Start of Data provided

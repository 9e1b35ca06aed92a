//! Achievement catalog and per-player progress.
//!
//! The catalog is immutable and fixed at compile time. Mutable state lives in
//! [`AchievementBook`], a progress map keyed by [`AchievementId`]; the two are
//! joined into [`Achievement`] views only when a caller asks for a snapshot.

use std::collections::BTreeMap;

use chrono::{DateTime, Utc};
use serde::{Deserialize, Serialize};

/// Achievement category for grouping
#[derive(Debug, Clone, Copy, PartialEq, Eq, Hash, Serialize, Deserialize)]
#[serde(rename_all = "lowercase")]
pub enum AchievementCategory {
    Prediction,
    Streak,
    Learning,
    Weather,
    Social,
}

#[derive(Debug, Clone, Copy, PartialEq, Eq, Hash, PartialOrd, Ord, Serialize, Deserialize)]
#[serde(rename_all = "snake_case")]
pub enum AchievementId {
    FirstPrediction,
    AccuratePredictor,
    WeatherMaster,
    WeekWarrior,
    MonthMaster,
    QuizEnthusiast,
    WeatherScholar,
    TemperatureExpert,
    ConditionMaster,
    SocialForecaster,
}

impl AchievementId {
    /// All ids, in catalog order
    pub const ALL: [AchievementId; 10] = [
        AchievementId::FirstPrediction,
        AchievementId::AccuratePredictor,
        AchievementId::WeatherMaster,
        AchievementId::WeekWarrior,
        AchievementId::MonthMaster,
        AchievementId::QuizEnthusiast,
        AchievementId::WeatherScholar,
        AchievementId::TemperatureExpert,
        AchievementId::ConditionMaster,
        AchievementId::SocialForecaster,
    ];

    pub fn definition(self) -> &'static AchievementDef {
        // CATALOG is declared in the same order as the enum variants.
        &CATALOG[self as usize]
    }
}

/// Static description of an achievement
#[derive(Debug, Clone, PartialEq, Eq)]
pub struct AchievementDef {
    pub id: AchievementId,
    pub title: &'static str,
    pub description: &'static str,
    pub icon: &'static str,
    pub category: AchievementCategory,
    pub points_reward: u32,
    pub max_progress: u32,
}

pub const CATALOG: &[AchievementDef] = &[
    AchievementDef {
        id: AchievementId::FirstPrediction,
        title: "First Forecast",
        description: "Make your first weather prediction",
        icon: "sparkle",
        category: AchievementCategory::Prediction,
        points_reward: 10,
        max_progress: 1,
    },
    AchievementDef {
        id: AchievementId::AccuratePredictor,
        title: "Accurate Predictor",
        description: "Score 80% or better on 10 predictions",
        icon: "target",
        category: AchievementCategory::Prediction,
        points_reward: 50,
        max_progress: 10,
    },
    AchievementDef {
        id: AchievementId::WeatherMaster,
        title: "Weather Master",
        description: "Score 90% or better on 5 predictions",
        icon: "crown",
        category: AchievementCategory::Prediction,
        points_reward: 100,
        max_progress: 5,
    },
    AchievementDef {
        id: AchievementId::WeekWarrior,
        title: "Week Warrior",
        description: "Predict the weather 7 days in a row",
        icon: "flame",
        category: AchievementCategory::Streak,
        points_reward: 75,
        max_progress: 1,
    },
    AchievementDef {
        id: AchievementId::MonthMaster,
        title: "Month Master",
        description: "Predict the weather 30 days in a row",
        icon: "calendar_check",
        category: AchievementCategory::Streak,
        points_reward: 300,
        max_progress: 1,
    },
    AchievementDef {
        id: AchievementId::QuizEnthusiast,
        title: "Quiz Enthusiast",
        description: "Answer 5 weather quiz questions correctly",
        icon: "lightbulb",
        category: AchievementCategory::Learning,
        points_reward: 25,
        max_progress: 5,
    },
    AchievementDef {
        id: AchievementId::WeatherScholar,
        title: "Weather Scholar",
        description: "Answer 20 weather quiz questions correctly",
        icon: "graduation_cap",
        category: AchievementCategory::Learning,
        points_reward: 100,
        max_progress: 20,
    },
    AchievementDef {
        id: AchievementId::TemperatureExpert,
        title: "Temperature Expert",
        description: "Guess the temperature within 2 degrees 5 times",
        icon: "thermometer",
        category: AchievementCategory::Weather,
        points_reward: 50,
        max_progress: 5,
    },
    AchievementDef {
        id: AchievementId::ConditionMaster,
        title: "Condition Master",
        description: "Guess the sky condition correctly 10 times",
        icon: "cloud_sun",
        category: AchievementCategory::Weather,
        points_reward: 50,
        max_progress: 10,
    },
    AchievementDef {
        id: AchievementId::SocialForecaster,
        title: "Social Forecaster",
        description: "Share a prediction with a friend",
        icon: "share",
        category: AchievementCategory::Social,
        points_reward: 15,
        max_progress: 1,
    },
];

/// Mutable progress towards one achievement
#[derive(Debug, Clone, Default, PartialEq, Eq, Serialize, Deserialize)]
pub struct AchievementProgress {
    pub progress: u32,
    pub unlocked: bool,
    pub unlocked_at: Option<DateTime<Utc>>,
}

/// Catalog entry joined with the player's progress
#[derive(Debug, Clone, PartialEq, Eq, Serialize)]
pub struct Achievement {
    pub id: AchievementId,
    pub title: &'static str,
    pub description: &'static str,
    pub icon: &'static str,
    pub category: AchievementCategory,
    pub points_reward: u32,
    pub max_progress: u32,
    pub progress: u32,
    pub unlocked: bool,
    pub unlocked_at: Option<DateTime<Utc>>,
}

impl Achievement {
    fn new(def: &AchievementDef, state: &AchievementProgress) -> Self {
        Self {
            id: def.id,
            title: def.title,
            description: def.description,
            icon: def.icon,
            category: def.category,
            points_reward: def.points_reward,
            max_progress: def.max_progress,
            progress: state.progress,
            unlocked: state.unlocked,
            unlocked_at: state.unlocked_at,
        }
    }
}

/// Progress map for the whole catalog
#[derive(Debug, Clone, PartialEq, Eq, Serialize, Deserialize)]
#[serde(transparent)]
pub struct AchievementBook {
    progress: BTreeMap<AchievementId, AchievementProgress>,
}

impl Default for AchievementBook {
    fn default() -> Self {
        Self {
            progress: AchievementId::ALL
                .iter()
                .map(|id| (*id, AchievementProgress::default()))
                .collect(),
        }
    }
}

impl AchievementBook {
    /// Add `by` to an achievement's progress, clamped at its maximum.
    ///
    /// Returns true when this call unlocked the achievement.
    pub fn advance(&mut self, id: AchievementId, by: u32, now: DateTime<Utc>) -> bool {
        let def = id.definition();
        let entry = self.progress.entry(id).or_default();
        if entry.unlocked || by == 0 {
            return false;
        }

        entry.progress = entry.progress.saturating_add(by).min(def.max_progress);
        if entry.progress < def.max_progress {
            return false;
        }

        entry.unlocked = true;
        entry.unlocked_at = Some(now);
        tracing::info!("Achievement unlocked: {}", def.title);
        true
    }

    pub fn get(&self, id: AchievementId) -> AchievementProgress {
        self.progress.get(&id).cloned().unwrap_or_default()
    }

    pub fn unlocked_count(&self) -> u32 {
        self.progress.values().filter(|p| p.unlocked).count() as u32
    }

    pub fn snapshot(&self) -> Vec<Achievement> {
        CATALOG
            .iter()
            .map(|def| Achievement::new(def, &self.get(def.id)))
            .collect()
    }

    pub fn reset(&mut self) {
        *self = Self::default();
    }

    /// Repair progress loaded from storage: add missing catalog entries and
    /// re-establish the progress/unlock invariants.
    pub fn normalize(&mut self, now: DateTime<Utc>) {
        for id in AchievementId::ALL {
            let max = id.definition().max_progress;
            let entry = self.progress.entry(id).or_default();
            entry.progress = entry.progress.min(max);
            if entry.progress == max && !entry.unlocked {
                entry.unlocked = true;
            }
            if entry.unlocked {
                entry.progress = max;
                entry.unlocked_at.get_or_insert(now);
            } else {
                entry.unlocked_at = None;
            }
        }
    }
}

#[cfg(test)]
mod tests {
    #![allow(clippy::unwrap_used, clippy::expect_used, clippy::panic)]
    use super::*;
    use std::collections::HashSet;

    #[test]
    fn test_catalog_order_matches_ids() {
        assert_eq!(CATALOG.len(), AchievementId::ALL.len());
        for (def, id) in CATALOG.iter().zip(AchievementId::ALL) {
            assert_eq!(def.id, id);
            assert_eq!(id.definition().id, id);
        }
    }

    #[test]
    fn test_catalog_spans_all_categories() {
        let categories: HashSet<_> = CATALOG.iter().map(|d| d.category).collect();
        assert_eq!(categories.len(), 5);
        assert!(CATALOG.iter().all(|d| d.max_progress > 0));
    }

    #[test]
    fn test_advance_unlocks_once_at_max() {
        let mut book = AchievementBook::default();
        let now = Utc::now();

        assert!(!book.advance(AchievementId::WeatherMaster, 4, now));
        assert!(book.advance(AchievementId::WeatherMaster, 1, now));
        assert!(!book.advance(AchievementId::WeatherMaster, 1, now));

        let state = book.get(AchievementId::WeatherMaster);
        assert_eq!(state.progress, 5);
        assert!(state.unlocked);
        assert_eq!(state.unlocked_at, Some(now));
        assert_eq!(book.unlocked_count(), 1);
    }

    #[test]
    fn test_advance_clamps_progress() {
        let mut book = AchievementBook::default();
        assert!(book.advance(AchievementId::QuizEnthusiast, 50, Utc::now()));
        assert_eq!(book.get(AchievementId::QuizEnthusiast).progress, 5);
    }

    #[test]
    fn test_advance_by_zero_is_noop() {
        let mut book = AchievementBook::default();
        assert!(!book.advance(AchievementId::FirstPrediction, 0, Utc::now()));
        assert_eq!(book.get(AchievementId::FirstPrediction), AchievementProgress::default());
    }

    #[test]
    fn test_reset_clears_everything() {
        let mut book = AchievementBook::default();
        book.advance(AchievementId::FirstPrediction, 1, Utc::now());
        book.advance(AchievementId::ConditionMaster, 3, Utc::now());

        book.reset();

        assert_eq!(book.unlocked_count(), 0);
        assert!(book.snapshot().iter().all(|a| a.progress == 0 && a.unlocked_at.is_none()));
    }

    #[test]
    fn test_normalize_repairs_loaded_progress() {
        let now = Utc::now();
        let mut book: AchievementBook = serde_json::from_str(
            r#"{
                "accurate_predictor": {"progress": 99, "unlocked": false, "unlocked_at": null},
                "weather_master": {"progress": 2, "unlocked": false, "unlocked_at": "2026-01-01T00:00:00Z"}
            }"#,
        )
        .unwrap();

        book.normalize(now);

        let accurate = book.get(AchievementId::AccuratePredictor);
        assert_eq!(accurate.progress, 10);
        assert!(accurate.unlocked);
        assert_eq!(accurate.unlocked_at, Some(now));

        let master = book.get(AchievementId::WeatherMaster);
        assert!(!master.unlocked);
        assert!(master.unlocked_at.is_none());

        assert_eq!(book.snapshot().len(), CATALOG.len());
    }
}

End of Data provided

Could you restate, word for word, the lines above from the one with "category for grouping" to the one with "in catalog order", both included?

● Written reply
/// Achievement category for grouping
#[derive(Debug, Clone, Copy, PartialEq, Eq, Hash, Serialize, Deserialize)]
#[serde(rename_all = "lowercase")]
pub enum AchievementCategory {
    Prediction,
    Streak,
    Learning,
    Weather,
    Social,
}

#[derive(Debug, Clone, Copy, PartialEq, Eq, Hash, PartialOrd, Ord, Serialize, Deserialize)]
#[serde(rename_all = "snake_case")]
pub enum AchievementId {
    FirstPrediction,
    AccuratePredictor,
    WeatherMaster,
    WeekWarrior,
    MonthMaster,
    QuizEnthusiast,
    WeatherScholar,
    TemperatureExpert,
    ConditionMaster,
    SocialForecaster,
}

impl AchievementId {
    /// All ids, in catalog order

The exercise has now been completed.